Episode 309: Employment Lawsuits… What Do You Do?

On today’s episode of What The Hell Just Happened?!, Paul Edwards and Senior Solution Center expert Halisi Tambuzi are here to discuss an employer’s worst-case scenario:  An imminent HR-related lawsuit. Listen now to learn what the first steps you should take are, what things you should avoid doing at all costs, and learn about some of the little tricks employment law attorneys can use to make you panic and possibly make a mistake.


Voice Over: You’re about to listen to another episode of What The Hell Just Happened?! Join Paul Edwards and his guests as they discuss and sometimes even solve some interesting HR problems. 

Paul: And… I’m gonna go off the rails sometimes and talk about whatever I want. 

Paul: Halisi!

Halisi: Hi, Paul. 

Paul: Welcome to the podcasting room and another episode of What the heck just happened in H.R.. So what’s our topic going to be for today?

Halisi: Are you prepared for a lawsuit?

Paul: Are you prepared for a lawsuit? 

Halisi: [laughing]

Paul: So what to do? Like if a lawsuit and because it’s us, that’s an H.R. lawsuit. Something to do with, you know, something to do with something to do with H.R. Yeah. Are you prepared for that lawsuit? So normally when we do this, I’m ambushed, but I’m just, I just want to say we’ve written an article about this, and so I’ve kind of had my head in this game. And then Halisi walks in my office yesterday, and he’s like, I’ve got an idea. And I’m like, Halisi, we’ve been working on this in the background. So the first thing I want to say is, you know, as the podcast, What The Hell Just Happened?! We were, you know, we were born out of CEDR HR Solutions, which I’m founder of and that’s a company that’s always solving HR problems and our job is actually to help what, Halisi?

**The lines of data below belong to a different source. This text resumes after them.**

//! Value marshaller (wire write side).
//!
//! [`Encoder`] appends alignment-correct wire representations of values to a
//! growing buffer. Offsets are relative to the start of the buffer, which
//! the message pipeline arranges to coincide with the start of the message
//! (the body is encoded in its own buffer, whose origin is 8-byte aligned in
//! the final layout, so every alignment the codec needs holds there too).
//!
//! Array byte lengths are back-patched after the elements are written,
//! keeping the codec single-pass.

use bytes::{BufMut, Bytes, BytesMut};

use crate::{
    errors::FormatError,
    order::ByteOrder,
    signature::{MAX_SIGNATURE_LEN, Signature},
    value::{Value, Variant},
};

/// Alignment-aware encoder for one message's worth of wire data.
#[derive(Debug)]
pub struct Encoder {
    buf: BytesMut,
    order: ByteOrder,
}

impl Encoder {
    /// Create an encoder writing in the given byte order.
    #[must_use]
    pub fn new(order: ByteOrder) -> Self {
        Self { buf: BytesMut::new(), order }
    }

    /// Byte order this encoder writes in.
    #[must_use]
    pub fn order(&self) -> ByteOrder {
        self.order
    }

    /// Current write position, relative to the buffer origin.
    #[must_use]
    pub fn len(&self) -> usize {
        self.buf.len()
    }

    /// Whether nothing has been written yet.
    #[must_use]
    pub fn is_empty(&self) -> bool {
        self.buf.is_empty()
    }

    /// Pad with zero bytes to the next multiple of `boundary`.
    pub fn align(&mut self, boundary: usize) {
        while self.buf.len() % boundary != 0 {
            self.buf.put_u8(0);
        }
    }

    /// Append one raw byte, no alignment.
    pub fn put_u8(&mut self, value: u8) {
        self.buf.put_u8(value);
    }

    /// Append a u32 at 4-byte alignment.
    pub fn put_u32(&mut self, value: u32) {
        self.align(4);
        self.order.put_u32(&mut self.buf, value);
    }

    /// Append raw bytes, no alignment.
    pub fn put_slice(&mut self, bytes: &[u8]) {
        self.buf.put_slice(bytes);
    }

    /// Append one value in its wire representation.
    ///
    /// # Errors
    ///
    /// Returns [`FormatError::SignatureTooLong`] for a variant whose
    /// contents cannot be described in 255 signature bytes, and
    /// [`FormatError::ArrayTooLong`] for an array whose element data
    /// exceeds the u32 length field.
    pub fn encode_value(&mut self, value: &Value) -> Result<(), FormatError> {
        match value {
            Value::Byte(v) => self.buf.put_u8(*v),
            Value::Boolean(v) => self.put_u32(u32::from(*v)),
            Value::Int16(v) => {
                self.align(2);
                self.order.put_u16(&mut self.buf, *v as u16);
            },
            Value::Uint16(v) => {
                self.align(2);
                self.order.put_u16(&mut self.buf, *v);
            },
            Value::Int32(v) => self.put_u32(*v as u32),
            Value::Uint32(v) => self.put_u32(*v),
            Value::Int64(v) => {
                self.align(8);
                self.order.put_u64(&mut self.buf, *v as u64);
            },
            Value::Uint64(v) => {
                self.align(8);
                self.order.put_u64(&mut self.buf, *v);
            },
            Value::Double(v) => {
                self.align(8);
                self.order.put_u64(&mut self.buf, v.to_bits());
            },
            Value::String(v) => self.put_string(v),
            Value::ObjectPath(v) => self.put_string(v.as_str()),
            Value::Signature(v) => self.put_signature(v.as_str())?,
            Value::Array { elem, items } => {
                self.put_u32(0); // length, patched once the data is written
                let length_at = self.buf.len() - 4;
                self.align(elem.alignment());
                let data_start = self.buf.len();
                for item in items {
                    self.encode_value(item)?;
                }
                let data_len = u32::try_from(self.buf.len() - data_start)
                    .map_err(|_| FormatError::ArrayTooLong)?;
                self.buf[length_at..length_at + 4]
                    .copy_from_slice(&self.order.u32_bytes(data_len));
            },
            Value::Struct(members) => {
                self.align(8);
                for member in members {
                    self.encode_value(member)?;
                }
            },
            Value::DictEntry(key, entry_value) => {
                self.align(8);
                self.encode_value(key)?;
                self.encode_value(entry_value)?;
            },
            Value::Variant(inner) => {
                let signature = Signature::of(&[inner.wire_type()]);
                self.put_signature(signature.as_str())?;
                self.encode_value(inner)?;
            },
        }
        Ok(())
    }

    /// Append a variant: its embedded one-type signature, then the value.
    ///
    /// # Errors
    ///
    /// Same failure modes as [`Encoder::encode_value`].
    pub fn encode_variant(&mut self, variant: &Variant) -> Result<(), FormatError> {
        let signature = Signature::of(&[variant.wire_type()]);
        self.put_signature(signature.as_str())?;
        self.encode_value(variant.value())
    }

    /// Consume the encoder, yielding the wire bytes.
    #[must_use]
    pub fn finish(self) -> Bytes {
        self.buf.freeze()
    }

    /// Aligned u32 byte length, bytes, NUL.
    fn put_string(&mut self, text: &str) {
        self.put_u32(text.len() as u32);
        self.buf.put_slice(text.as_bytes());
        self.buf.put_u8(0);
    }

    /// u8 byte length, bytes, NUL. Signatures align to 1.
    fn put_signature(&mut self, text: &str) -> Result<(), FormatError> {
        if text.len() > MAX_SIGNATURE_LEN {
            return Err(FormatError::SignatureTooLong);
        }
        self.buf.put_u8(text.len() as u8);
        self.buf.put_slice(text.as_bytes());
        self.buf.put_u8(0);
        Ok(())
    }
}

#[cfg(test)]
mod tests {
    use super::*;
    use crate::signature::Type;

    fn encode(order: ByteOrder, value: &Value) -> Vec<u8> {
        let mut enc = Encoder::new(order);
        enc.encode_value(value).expect("should encode");
        enc.finish().to_vec()
    }

    #[test]
    fn string_layout() {
        let wire = encode(ByteOrder::LittleEndian, &Value::String("hi".into()));
        assert_eq!(wire, [2, 0, 0, 0, b'h', b'i', 0]);
    }

    #[test]
    fn big_endian_integers() {
        let wire = encode(ByteOrder::BigEndian, &Value::Uint32(0x0102_0304));
        assert_eq!(wire, [1, 2, 3, 4]);
    }

    #[test]
    fn alignment_padding_before_u32() {
        let mut enc = Encoder::new(ByteOrder::LittleEndian);
        enc.encode_value(&Value::Byte(0xAA)).unwrap();
        enc.encode_value(&Value::Uint32(1)).unwrap();
        assert_eq!(enc.finish().to_vec(), [0xAA, 0, 0, 0, 1, 0, 0, 0]);
    }

    #[test]
    fn array_length_excludes_element_padding() {
        // Array of u64: length word at 0, pad to 8, one element.
        let wire = encode(
            ByteOrder::LittleEndian,
            &Value::Array { elem: Type::Uint64, items: vec![Value::Uint64(5)] },
        );
        assert_eq!(wire.len(), 4 + 4 + 8);
        assert_eq!(&wire[..4], [8, 0, 0, 0]);
        assert_eq!(&wire[4..8], [0, 0, 0, 0]);
        assert_eq!(&wire[8..], [5, 0, 0, 0, 0, 0, 0, 0]);
    }

    #[test]
    fn empty_array_keeps_element_padding() {
        let wire = encode(
            ByteOrder::LittleEndian,
            &Value::Array { elem: Type::Uint64, items: vec![] },
        );
        assert_eq!(wire, [0, 0, 0, 0, 0, 0, 0, 0]);
    }

    #[test]
    fn variant_embeds_signature() {
        let wire = encode(
            ByteOrder::LittleEndian,
            &Value::Variant(Box::new(Value::Byte(7))),
        );
        assert_eq!(wire, [1, b'y', 0, 7]);
    }

    #[test]
    fn boolean_is_a_u32() {
        let wire = encode(ByteOrder::BigEndian, &Value::Boolean(true));
        assert_eq!(wire, [0, 0, 0, 1]);
    }
}
//! Merges raw pairs from several sources into one snapshot.

use crate::core::{EnvVar, RawEnvironment};
use crate::error::{ConfigError, Result};
use crate::sources::ConfigSource;

/// Loads and merges raw pairs from multiple sources.
///
/// Sources are merged in ascending priority order, so a higher priority
/// source overrides a lower one for the same variable. An empty value from a
/// higher priority source unsets the variable.
pub struct ConfigLoader {
    sources: Vec<Box<dyn ConfigSource>>,
}

impl ConfigLoader {
    /// Create a new loader with no sources.
    pub fn new() -> Self {
        Self {
            sources: Vec::new(),
        }
    }

    /// Add a configuration source.
    pub fn add_source(&mut self, source: Box<dyn ConfigSource>) {
        self.sources.push(source);
    }

    /// Load every source and merge the recognised variables.
    ///
    /// Names are matched case-insensitively; anything outside the recognised
    /// set is skipped.
    ///
    /// # Errors
    ///
    /// Returns an error if no source was added or any source fails to load.
    pub fn load(&self) -> Result<RawEnvironment> {
        if self.sources.is_empty() {
            return Err(ConfigError::Load(
                "No configuration sources specified".to_string(),
            ));
        }

        let mut raw = RawEnvironment::new();
        for source in self.sorted() {
            let values = source.load().map_err(|e| {
                ConfigError::Load(format!("Failed to load source '{}': {}", source.name(), e))
            })?;

            let mut recognised = 0usize;
            for (name, value) in values {
                match EnvVar::from_name(&name.to_uppercase()) {
                    Some(key) => {
                        raw.set(key, value);
                        recognised += 1;
                    }
                    None => tracing::trace!(
                        source = %source.name(),
                        name = %name,
                        "skipping unrecognised variable"
                    ),
                }
            }
            tracing::debug!(source = %source.name(), recognised, "loaded configuration source");
        }

        Ok(raw)
    }

    /// Get the list of source names in priority order.
    pub fn source_names(&self) -> Vec<String> {
        self.sorted().iter().map(|s| s.name()).collect()
    }

    fn sorted(&self) -> Vec<&dyn ConfigSource> {
        let mut sorted: Vec<&dyn ConfigSource> = self.sources.iter().map(|s| s.as_ref()).collect();
        sorted.sort_by_key(|s| s.priority());
        sorted
    }
}

impl Default for ConfigLoader {
    fn default() -> Self {
        Self::new()
    }
}
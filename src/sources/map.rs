//! In-memory configuration source.

use super::ConfigSource;
use crate::error::Result;
use std::collections::HashMap;

/// Fixed `NAME -> value` pairs held in memory.
///
/// Useful when the hosting process already took its own environment
/// snapshot, or for overrides layered on top of a file.
///
/// # Examples
///
/// ```rust
/// use podwatch_config::sources::{ConfigSource, MapSource};
///
/// let source = MapSource::new([("PODWATCH_PORT", "3000")]);
/// assert_eq!(source.load().unwrap()["PODWATCH_PORT"], "3000");
/// ```
pub struct MapSource {
    values: HashMap<String, String>,
    priority: i32,
}

impl MapSource {
    /// Create a source from `(name, value)` pairs.
    pub fn new<I, K, V>(pairs: I) -> Self
    where
        I: IntoIterator<Item = (K, V)>,
        K: Into<String>,
        V: Into<String>,
    {
        Self {
            values: pairs
                .into_iter()
                .map(|(k, v)| (k.into(), v.into()))
                .collect(),
            priority: 200,
        }
    }

    /// Set the priority for this source.
    pub fn with_priority(mut self, priority: i32) -> Self {
        self.priority = priority;
        self
    }
}

impl ConfigSource for MapSource {
    fn load(&self) -> Result<HashMap<String, String>> {
        Ok(self.values.clone())
    }

    fn name(&self) -> String {
        format!("map:{} entries", self.values.len())
    }

    fn priority(&self) -> i32 {
        self.priority
    }
}

#[cfg(test)]
mod tests {
    use super::*;

    #[test]
    fn test_map_source() {
        let source = MapSource::new(vec![("A", "1"), ("B", "2")]);
        assert_eq!(source.priority(), 200);
        assert_eq!(source.name(), "map:2 entries");
        assert_eq!(source.load().unwrap().len(), 2);
    }

    #[test]
    fn test_with_priority() {
        let source = MapSource::new(Vec::<(String, String)>::new()).with_priority(50);
        assert_eq!(source.priority(), 50);
    }
}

Halisi: Provide risk assessments to our members, to provide guidance.

Paul: And keep them out of trouble!

Halisi: And keep them out of trouble.

Paul: Yeah. Yeah. So, you know, if you find yourself in the crosshairs of a of a lawsuit or a lawyer’s issued a letter or as we write in the article, you’ve gotten a letter of inquiry from the Department of Labor, you know, somebody like that, which can be actually a required precursor in some states. A lawyer can’t just come sue you. They have to kind of go to them, file the complaint and have the inquiry come to you. 

Halisi: Yeah.

Paul: If you find yourself in the crosshairs of something like this, that’s what we’re going to talk about today, like these are the best practices of what to do. So we start with what documentation? What have you got?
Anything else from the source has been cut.